Now, remember that this is about people in bulk. It says little about any individual. I know plenty of good and compassionate religious people, just as I know plenty of good and compassionate atheists and agnostics. But statistically it is clear that the stronger the religion, the more social ills accompany it.
My own feeling is that religion is the root cause of these and many other problems. Any belief structure that requires one to suspend skepticism in the ways religion does is dangerous, and we shouldn't be surprised when it is associated with social ills. If it was simply about people's interpretation of religion rather than the religion itself then you would expect to find little difference between religious and non-religious people.

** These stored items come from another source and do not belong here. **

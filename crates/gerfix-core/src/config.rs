//! Settings file model and derived display metrics.
//!
//! The settings file is loaded once before any fix installs. Everything
//! derived from it is computed once and treated as read-only for the rest
//! of the process lifetime.

use std::fs;
use std::path::Path;

use serde::Deserialize;

use crate::error::Result;

/// 16:9, the only aspect ratio the game supports natively.
pub const NATIVE_ASPECT_RATIO: f32 = 16.0 / 9.0;

#[derive(Debug, Clone, Deserialize)]
pub struct FixConfig {
    pub name: String,
    pub master_enable: bool,
    pub resolution: Resolution,
    pub features: Features,
}

#[derive(Debug, Clone, Copy, PartialEq, Eq, Deserialize)]
pub struct Resolution {
    pub width: u32,
    pub height: u32,
}

#[derive(Debug, Clone, Copy, Deserialize)]
pub struct Features {
    pub constrain_hud: ConstrainHud,
}

#[derive(Debug, Clone, Copy, Deserialize)]
pub struct ConstrainHud {
    pub enable: bool,
}

impl Resolution {
    /// `0` in either dimension means "use the desktop resolution".
    pub fn needs_desktop_fallback(&self) -> bool {
        self.width == 0 || self.height == 0
    }
}

impl FixConfig {
    pub fn load<P: AsRef<Path>>(path: P) -> Result<Self> {
        let content = fs::read_to_string(&path)?;
        let config = toml::from_str(&content)?;
        Ok(config)
    }

    /// Derive the display metrics, falling back to the desktop resolution
    /// when the configured one is zero in either dimension.
    pub fn metrics(&self) -> Result<DisplayMetrics> {
        let resolution = if self.resolution.needs_desktop_fallback() {
            effective_resolution(self.resolution, desktop_resolution()?)
        } else {
            self.resolution
        };
        Ok(DisplayMetrics::derive(resolution.width, resolution.height))
    }
}

/// Apply the zero-means-desktop fallback to a configured resolution.
pub fn effective_resolution(configured: Resolution, desktop: Resolution) -> Resolution {
    if configured.needs_desktop_fallback() {
        desktop
    } else {
        configured
    }
}

/// Values derived from the effective resolution.
///
/// All arithmetic stays in single precision, and the integer fields
/// truncate; the results feed float lanes in the game's own code, which
/// was built around these exact conversions.
#[derive(Debug, Clone, Copy, PartialEq)]
pub struct DisplayMetrics {
    pub width: u32,
    pub height: u32,
    pub aspect_ratio: f32,
    /// Width of a 16:9 image at the configured height.
    pub native_width: u32,
    /// Horizontal margin on each side of a centered 16:9 image.
    pub native_offset: u32,
    pub width_scaling_factor: f32,
}

impl DisplayMetrics {
    pub fn derive(width: u32, height: u32) -> Self {
        let aspect_ratio = width as f32 / height as f32;
        let native_width = (NATIVE_ASPECT_RATIO * height as f32) as u32;
        // Narrower-than-16:9 widths wrap here; the fix targets displays
        // wider than native.
        let native_offset = (width.wrapping_sub(native_width) as f32 / 2.0) as u32;
        let width_scaling_factor = width as f32 / native_width as f32;

        Self {
            width,
            height,
            aspect_ratio,
            native_width,
            native_offset,
            width_scaling_factor,
        }
    }
}

/// Query the primary desktop resolution.
#[cfg(target_os = "windows")]
pub fn desktop_resolution() -> Result<Resolution> {
    use windows::Win32::UI::WindowsAndMessaging::{GetSystemMetrics, SM_CXSCREEN, SM_CYSCREEN};

    use crate::error::Error;

    // SAFETY: GetSystemMetrics is always safe to call.
    let (width, height) = unsafe { (GetSystemMetrics(SM_CXSCREEN), GetSystemMetrics(SM_CYSCREEN)) };
    if width <= 0 || height <= 0 {
        return Err(Error::Config(
            "failed to query desktop resolution".to_string(),
        ));
    }

    Ok(Resolution {
        width: width as u32,
        height: height as u32,
    })
}

#[cfg(not(target_os = "windows"))]
pub fn desktop_resolution() -> Result<Resolution> {
    use crate::error::Error;

    Err(Error::Config(
        "desktop resolution query is only supported on Windows".to_string(),
    ))
}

Clearly we don't need religion in order to understand that being good to people is the right and sensible thing to do, or that honesty is the generator of trust, or to give us a sense awe at the world around us. And we certainly don't need it to implore us to mass murder cities full of people who follow a different god (Deuteronomy 13:12-16), or to contradict the fossil record, or to tell us gay people are bad. The bible is full of thoroughly wrong and immoral pronouncements, as is the koran, and I suspect, most other religious works. How can you feel that religion itself is not the culprit here?
I hope you don't feel I'm attacking you through your religion. I'm not. You are one of those admirable people who I see as good in spite of their spiritual leanings. :)
no subject
Date: 2007-06-04 06:02 am (UTC)I think it's dangerous to suspend skepticism too! I've always looked upon the enforcement of fundamentalist or dogmatic belief as dangerous and even a little bit sad, in a way. Religion in general doesn't however directly imply that one needs to suspend skeptical views -- in fact to have a healthy sense of spirituality/religion one needs to question things all the time. One would expect if God gave her creation brains, she'd expect they be used!
I also don't think that religion is the sole source of morality either. Religion I think serves best to provide a prototype or framework which to work with, but it becomes dangerous to apply ancient morality to the present (there's a reason why people don't obey the pedantry in Leviticus, for example).
no subject
Date: 2007-06-04 07:40 am (UTC)I agree with everything you said.
... except the bit about religion providing a framework. If that was so how is it that so many atheists and agnostics manage to be good and moral people? In the light of that, what possible use could religion perform?